START Data provided

//! x86_64 MMU control.
//!
//! Firmware (UEFI/Limine) enters the kernel with paging already live, so
//! there is no enable sequence here; the kernel only swaps CR3 roots and
//! maintains the TLB. Descriptor bit layout lives with the portable
//! walker in `mm::paging`.

use x86_64::instructions::tlb;
use x86_64::registers::control::{Cr3, Cr3Flags};
use x86_64::structures::paging::PhysFrame;
use x86_64::{PhysAddr, VirtAddr};

/// Install a new top-level table. Writing CR3 flushes all non-global TLB
/// entries as a side effect.
///
/// # Safety
/// See [`crate::arch::set_translation_base`].
#[inline]
pub unsafe fn set_translation_base(root: u64) {
    let frame = PhysFrame::containing_address(PhysAddr::new(root));
    Cr3::write(frame, Cr3Flags::empty());
}

#[inline]
pub fn flush_tlb_page(vaddr: u64) {
    tlb::flush(VirtAddr::new(vaddr));
}

#[inline]
pub fn flush_tlb_all() {
    tlb::flush_all();
}

/// Current translation base, as left by firmware.
pub fn current_translation_base() -> u64 {
    Cr3::read().0.start_address().as_u64()
}
/// Process duplication and thread clone.
///
/// Fork gives the child a fresh address space whose kernel half mirrors
/// the parent's and a verbatim copy of the parent's trap frame, so the
/// child resumes at the same trap return point with a forced return
/// value of zero. User pages are not copied or shared; they fault in
/// fresh (no copy-on-write by design).
///
/// Thread clone reuses the parent's address space when SHARE_VM is set
/// (bumping its refcount) and joins the parent's thread group when
/// SAME_THREAD_GROUP is set.
use super::sched::Scheduler;
use super::table::alloc_task_id;
use super::task::{CloneFlags, Task, TaskId};
use crate::arch::Context;
use crate::error::KernelError;
use crate::mm::AddressSpace;
use alloc::boxed::Box;

/// Duplicate `parent` inside the scheduler. Returns the child id; the
/// parent's own syscall return delivers it, the child's trap frame
/// already says zero.
pub fn do_fork(sched: &mut Scheduler, parent_id: TaskId) -> Result<TaskId, KernelError> {
    let child_id = alloc_task_id()?;

    let (trap_frame, cred, nice, priority, comm, blocked) = {
        let parent = sched
            .table
            .get(parent_id)
            .ok_or(KernelError::NoSuchTask)?;
        (
            parent.trap_frame,
            parent.cred,
            parent.nice,
            parent.priority,
            parent.comm.clone(),
            parent.blocked,
        )
    };

    let mut child = Box::new(Task::new(child_id, comm.as_str())?);
    child.parent = Some(parent_id);
    child.cred = cred;
    child.nice = nice;
    child.priority = priority;
    child.blocked = blocked;

    // Child resumes at the parent's trap point, observing fork() == 0
    child.trap_frame = trap_frame;
    child.trap_frame.set_return_value(0);

    // Fresh space: kernel half shared via the root copy, user half empty
    let space = AddressSpace::new_user()?.into_shared();
    child.space = Some(space);

    // The first switch into the child restores its trap frame and
    // returns to user mode; the frame lives inside the boxed record, so
    // take its address only after boxing.
    let frame_at = &child.trap_frame as *const _ as u64;
    child.context = Context::new_forked(child.kstack_top(), frame_at);

    sched.table.insert(child)?;
    if let Some(parent) = sched.table.get_mut(parent_id) {
        parent.children.push(child_id);
    }
    sched.queue.push_back(&mut sched.table, child_id);

    crate::debug!("fork: {} -> {}", parent_id, child_id);
    Ok(child_id)
}

/// Clone a thread. `entry`/`user_stack_top` describe where the new
/// thread starts in user mode.
pub fn do_clone_thread(
    sched: &mut Scheduler,
    parent_id: TaskId,
    entry: u64,
    arg: u64,
    user_stack_top: u64,
    flags: CloneFlags,
) -> Result<TaskId, KernelError> {
    let child_id = alloc_task_id()?;

    let (trap_frame, cred, comm, tgid, shared_space) = {
        let parent = sched
            .table
            .get(parent_id)
            .ok_or(KernelError::NoSuchTask)?;
        let space = if flags.contains(CloneFlags::SHARE_VM) {
            match &parent.space {
                Some(space) => Some(space.clone()),
                None => return Err(KernelError::InvalidArgument),
            }
        } else {
            None
        };
        (
            parent.trap_frame,
            parent.cred,
            parent.comm.clone(),
            parent.tgid,
            space,
        )
    };

    let mut child = Box::new(Task::new(child_id, comm.as_str())?);
    child.parent = Some(parent_id);
    child.cred = cred;
    if flags.contains(CloneFlags::SAME_THREAD_GROUP) {
        child.tgid = tgid;
    }

    child.space = match shared_space {
        Some(space) => Some(space),
        None => Some(AddressSpace::new_user()?.into_shared()),
    };

    child.trap_frame = trap_frame;
    child.trap_frame.set_user_entry(entry, user_stack_top);
    child.trap_frame.set_arg0(arg);

    let frame_at = &child.trap_frame as *const _ as u64;
    child.context = Context::new_forked(child.kstack_top(), frame_at);

    sched.table.insert(child)?;
    if let Some(parent) = sched.table.get_mut(parent_id) {
        parent.children.push(child_id);
    }
    sched.queue.push_back(&mut sched.table, child_id);

    crate::debug!(
        "clone: {} -> {} (flags {:?}, stack {:#x})",
        parent_id,
        child_id,
        flags,
        user_stack_top
    );
    Ok(child_id)
}

#[cfg(test)]
mod tests {
    use super::*;
    use crate::mm::buddy::tests::init_global_test_arena;
    use alloc::sync::Arc;

    fn sched_with_parent() -> (Scheduler, TaskId) {
        init_global_test_arena();
        let mut sched = Scheduler::new().unwrap();
        let id = alloc_task_id().unwrap();
        let mut parent = Box::new(Task::new(id, "parent").unwrap());
        parent.space = Some(AddressSpace::new_user().unwrap().into_shared());
        sched.table.insert(parent).unwrap();
        (sched, id)
    }

    #[test]
    fn fork_child_leads_its_own_thread_group() {
        let (mut sched, parent) = sched_with_parent();
        let child = do_fork(&mut sched, parent).unwrap();
        assert_ne!(child, parent);

        let child_task = sched.table.get(child).unwrap();
        assert_eq!(child_task.tgid, child, "fork child is a group leader");
        assert_eq!(child_task.parent, Some(parent));
        assert!(sched.table.get(parent).unwrap().children.contains(&child));
        assert!(child_task.queued, "child is runnable immediately");
    }

    #[test]
    fn fork_child_sees_zero_return() {
        let (mut sched, parent) = sched_with_parent();
        sched
            .table
            .get_mut(parent)
            .unwrap()
            .trap_frame
            .set_return_value(0xdead);
        let child = do_fork(&mut sched, parent).unwrap();
        let frame = &sched.table.get(child).unwrap().trap_frame;
        assert_eq!(frame.return_value(), 0);
    }

    #[test]
    fn fork_creates_distinct_address_space() {
        let (mut sched, parent) = sched_with_parent();
        let child = do_fork(&mut sched, parent).unwrap();
        let parent_root = sched.table.get(parent).unwrap().space.as_ref().unwrap().lock().root();
        let child_root = sched.table.get(child).unwrap().space.as_ref().unwrap().lock().root();
        assert_ne!(parent_root, child_root);
    }

    #[test]
    fn thread_clone_shares_vm_and_group() {
        let (mut sched, parent) = sched_with_parent();
        let child = do_clone_thread(
            &mut sched,
            parent,
            0x40_1000,
            7,
            0x7fff_0000,
            CloneFlags::SHARE_VM | CloneFlags::SAME_THREAD_GROUP,
        )
        .unwrap();

        let parent_tgid = sched.table.get(parent).unwrap().tgid;
        let child_task = sched.table.get(child).unwrap();
        assert_eq!(child_task.tgid, parent_tgid);

        let parent_space = sched.table.get(parent).unwrap().space.as_ref().unwrap().clone();
        let child_space = sched.table.get(child).unwrap().space.as_ref().unwrap().clone();
        assert!(Arc::ptr_eq(&parent_space, &child_space), "same space, refcounted");
        assert!(Arc::strong_count(&parent_space) >= 3);
    }

    #[test]
    fn plain_clone_gets_private_space_and_group() {
        let (mut sched, parent) = sched_with_parent();
        let child = do_clone_thread(
            &mut sched,
            parent,
            0x40_1000,
            0,
            0x7fff_0000,
            CloneFlags::empty(),
        )
        .unwrap();
        let child_task = sched.table.get(child).unwrap();
        assert_eq!(child_task.tgid, child);
        let parent_space = sched.table.get(parent).unwrap().space.as_ref().unwrap().clone();
        let child_space = sched.table.get(child).unwrap().space.as_ref().unwrap().clone();
        assert!(!Arc::ptr_eq(&parent_space, &child_space));
    }
}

END Data provided

- [Action item]
If a line in the listing holds the word "Result", copy it out.

- [Output for this task]
pub fn do_fork(sched: &mut Scheduler, parent_id: TaskId) -> Result<TaskId, KernelError> {
) -> Result<TaskId, KernelError> {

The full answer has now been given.